Above all, companies must have a realistic pricing strategy that is closely aligned with their capabilities, product strategy and competitive position. In a scale-driven business, for instance, it probably doesn’t make sense for a small player to try to be the low-cost provider. Instead, pricing software enables these companies to find ways to maximize pricing in a price-conscious market by designing offerings with valued features and services that add to their margin.
Pricing strategy and execution must take into account external factors. In particular, different cultures and businesses often have their own attitudes toward fixed and negotiated pricing. In some cases, especially in consumer markets where fixed prices have been the norm, people may consider price optimization unfair. Companies that try to implement a PRO strategy must realize that they may encounter resistance and be careful in how their marketing and communications position their approach to pricing. That noted, despite some annoyance, people have grown accustomed to highly variable pricing by airlines and hotels. Also, there may be legal and regulatory issues that impinge on a company’s pricing flexibility.
As to the people dimension, management needs to ensure that the internal groups involved in pricing are behind the effort.

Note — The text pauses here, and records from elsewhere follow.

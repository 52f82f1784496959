use std::fs::File;
use std::io::Read;
use std::path::Path;

use anyhow::Context;
use pkgrecv_logging::sanitize_path;

use crate::models::SingleEvent;
use crate::{AppError, AppResult, ResultExt};

const ZIP_LOCAL_HEADER: [u8; 4] = *b"PK\x03\x04";
const ZIP_EMPTY_ARCHIVE: [u8; 4] = *b"PK\x05\x06";
pub const MAX_EVENT_BYTES: u64 = 1024 * 1024;

#[derive(Debug, Clone, PartialEq)]
pub enum ContentClass {
    Archive,
    SingleEvent(SingleEvent),
}

impl ContentClass {
    pub fn label(&self) -> &'static str {
        match self {
            Self::Archive => "archive",
            Self::SingleEvent(_) => "single_event",
        }
    }
}

/// Decides what a verified payload is. The transport never says.
#[derive(Debug, Clone, Copy)]
pub struct ContentClassifier {
    max_event_bytes: u64,
}

impl Default for ContentClassifier {
    fn default() -> Self {
        Self {
            max_event_bytes: MAX_EVENT_BYTES,
        }
    }
}

fn unrecognized(path: &Path, reason: &str) -> AppError {
    AppError::new(
        "classify_unrecognized_content",
        "Received content is neither a package nor an event",
    )
    .with_context("path", sanitize_path(path))
    .with_cause(reason)
}

impl ContentClassifier {
    pub fn classify(&self, path: &Path) -> AppResult<ContentClass> {
        if is_archive(path)? {
            return Ok(ContentClass::Archive);
        }

        let size = std::fs::metadata(path)
            .with_context(|| format!("stat payload: {}", path.display()))
            .with_code("classify_read_failed", "Failed to read received content")
            .with_ctx("path", sanitize_path(path))?
            .len();
        if size > self.max_event_bytes {
            return Err(unrecognized(path, "payload too large for an event"));
        }

        let content = std::fs::read(path)
            .with_context(|| format!("read payload: {}", path.display()))
            .with_code("classify_read_failed", "Failed to read received content")
            .with_ctx("path", sanitize_path(path))?;
        let event = serde_json::from_slice::<SingleEvent>(&content)
            .map_err(|error| unrecognized(path, error.to_string().as_str()))?;
        if !event.is_valid() {
            return Err(unrecognized(path, "event failed validation"));
        }

        Ok(ContentClass::SingleEvent(event))
    }
}

fn is_archive(path: &Path) -> AppResult<bool> {
    let mut file = File::open(path)
        .with_context(|| format!("open payload: {}", path.display()))
        .with_code("classify_read_failed", "Failed to read received content")
        .with_ctx("path", sanitize_path(path))?;
    let mut magic = [0u8; 4];
    if file.read_exact(&mut magic).is_err() {
        return Ok(false);
    }
    if magic != ZIP_LOCAL_HEADER && magic != ZIP_EMPTY_ARCHIVE {
        return Ok(false);
    }

    // the header alone is not enough; the central directory must parse too
    let file = File::open(path)
        .with_context(|| format!("reopen payload: {}", path.display()))
        .with_code("classify_read_failed", "Failed to read received content")
        .with_ctx("path", sanitize_path(path))?;
    Ok(zip::ZipArchive::new(file).is_ok())
}

#[cfg(test)]
#[path = "../tests/reception/classifier_tests.rs"]
mod tests;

It’s extremely important to align incentives (especially sales compensation) with the price optimization objectives. In many cases, ongoing training will be necessary to continually refine techniques and deal with issues that arise. For some organizations, a “center of pricing excellence” may be a useful way to build on its experience and entrench a culture of price optimization. Exactly how this is handled depends on whether the company has a centralized or decentralized structure to manage pricing.
People and process meet in the ongoing evaluation of price-setting practices by a cross-functional team that incorporates all stakeholders. Initially these people will meet frequently (at least once a month), but it may require only quarterly review as PRO matures. There also must be a well-defined price analytics review process to ensure the methodologies the company is using are sound.

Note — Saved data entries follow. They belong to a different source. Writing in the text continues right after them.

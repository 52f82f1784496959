use std::path::{Path, PathBuf};
use std::sync::Arc;

use pkgrecv_logging::{sanitize_for_log, sanitize_path};

use crate::classifier::ContentClass;
use crate::context::ReceptionContext;
use crate::duplicate::DuplicateLookup;
use crate::files::remove_quietly;
use crate::integrity::{file_hash_hex, verify_download};
use crate::interceptor::TransferMeta;
use crate::models::{
    CorrelationId, FocusTarget, ProgressUpdate, TerminalNotice, TransferLogDirection,
    TransferLogEntry, TransferRequest,
};
use crate::naming::abbreviate_name;
use crate::policy::PolicyInput;
use crate::progress::ProgressTracker;
use crate::{AppError, AppResult, FailureKind, InvokeError};

const PART_EXTENSION: &str = "part";

#[derive(Debug, Clone, Copy, PartialEq, Eq)]
pub enum Outcome {
    Success,
    Failure,
}

#[derive(Debug, Clone, Copy, PartialEq, Eq)]
pub enum SessionState {
    Receiving,
    Verifying,
    Classifying,
    Intercepted,
    PolicyProcessing,
    Notifying,
    Done(Outcome),
}

impl SessionState {
    pub fn as_str(self) -> &'static str {
        match self {
            Self::Receiving => "receiving",
            Self::Verifying => "verifying",
            Self::Classifying => "classifying",
            Self::Intercepted => "intercepted",
            Self::PolicyProcessing => "policy_processing",
            Self::Notifying => "notifying",
            Self::Done(Outcome::Success) => "done_success",
            Self::Done(Outcome::Failure) => "done_failure",
        }
    }

    pub fn is_done(self) -> bool {
        matches!(self, Self::Done(_))
    }
}
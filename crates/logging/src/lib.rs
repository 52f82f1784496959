pub mod logging;

pub use logging::*;

pub use pkgrecv_protocol::{AppError, AppResult, ResultExt};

Easy, rapid access to the data needed to support the use of pricing algorithms is a prerequisite for successful implementation of a pricing strategy. Such data feeds the analytics and facilitates rapid pricing-decision cycles. Our research consistently shows that access to the appropriate data is an issue for a majority of companies and that this issue grows in proportion to the company’s size.

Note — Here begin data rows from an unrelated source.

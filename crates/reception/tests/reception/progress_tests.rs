use super::*;

#[test]
fn unknown_total_should_report_indeterminate_progress() {
    let mut tracker = ProgressTracker::new(0, 1000, 5);
    tracker.content_received(512, 0, 0);
    assert_eq!(tracker.current_progress(), None);

    tracker.content_received(1024, 4096, 10);
    assert_eq!(tracker.current_progress(), Some(25));
}

#[test]
fn announced_total_should_be_used_when_callback_reports_zero() {
    let mut tracker = ProgressTracker::new(1000, 1000, 5);
    tracker.content_received(500, 0, 0);
    assert_eq!(tracker.current_progress(), Some(50));
    assert_eq!(tracker.total_expected(), 1000);
}

#[test]
fn should_notify_at_most_once_per_bucket() {
    let mut tracker = ProgressTracker::new(10_000, 1000, 5);
    assert!(!tracker.content_received(0, 10_000, 0));
    assert!(!tracker.content_received(100, 10_000, 500));
    assert!(tracker.content_received(1000, 10_000, 1000));
    assert!(!tracker.content_received(1500, 10_000, 1200));
    assert!(!tracker.content_received(2000, 10_000, 5000));

    tracker.notified(5000);
    assert!(!tracker.content_received(2500, 10_000, 5500));
    assert!(tracker.content_received(4000, 10_000, 6000));
}

#[test]
fn average_speed_should_cover_last_window_buckets() {
    let mut tracker = ProgressTracker::new(1_000_000, 1000, 2);
    tracker.content_received(0, 1_000_000, 0);

    // bucket 1: 1000 B/s, bucket 2: 3000 B/s, bucket 3: 5000 B/s
    let mut bytes = 0;
    let mut now = 0;
    for rate in [1000u64, 3000, 5000] {
        bytes += rate;
        now += 1000;
        assert!(tracker.content_received(bytes, 1_000_000, now));
        tracker.notified(now);
    }

    assert_eq!(tracker.average_speed(), 4000);
    let eta = tracker.time_remaining().expect("eta");
    assert_eq!(eta, Duration::from_secs((1_000_000 - 9000u64).div_ceil(4000)));
}

#[test]
fn progress_should_be_monotonic_and_bounded() {
    let mut tracker = ProgressTracker::new(0, 50, 5);
    let mut last = 0u8;
    for (step, bytes) in [0u64, 10, 10, 400, 999, 1000, 1500].into_iter().enumerate() {
        tracker.content_received(bytes, 1000, step as i64 * 10);
        let percent = tracker.current_progress().expect("known total");
        assert!(percent >= last);
        assert!(percent <= 100);
        last = percent;
    }
    assert_eq!(last, 100);

    // stale callbacks and a larger revised total never move it backwards
    tracker.content_received(10, 5000, 100);
    assert_eq!(tracker.current_progress(), Some(100));
}

#[test]
fn time_remaining_should_be_none_without_speed() {
    let tracker = ProgressTracker::new(1000, 1000, 5);
    assert_eq!(tracker.time_remaining(), None);
    assert_eq!(tracker.average_speed(), 0);
}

Lastly, the company must acquire the right software, implement it properly and tailor it to its needs; it also should be easy to deploy, use and maintain. When it comes to pricing, there can be subtle differences in the needs of particular types of business; prospective buyers should focus on vendors that have strong references in their specific industry.
I recommend that all companies investigate how they can use price and revenue optimization in their business. There are plenty of data and capable analytical tools to help them achieve greater revenue, larger margins or both. Especially in slow growth economies this can be a winning strategy.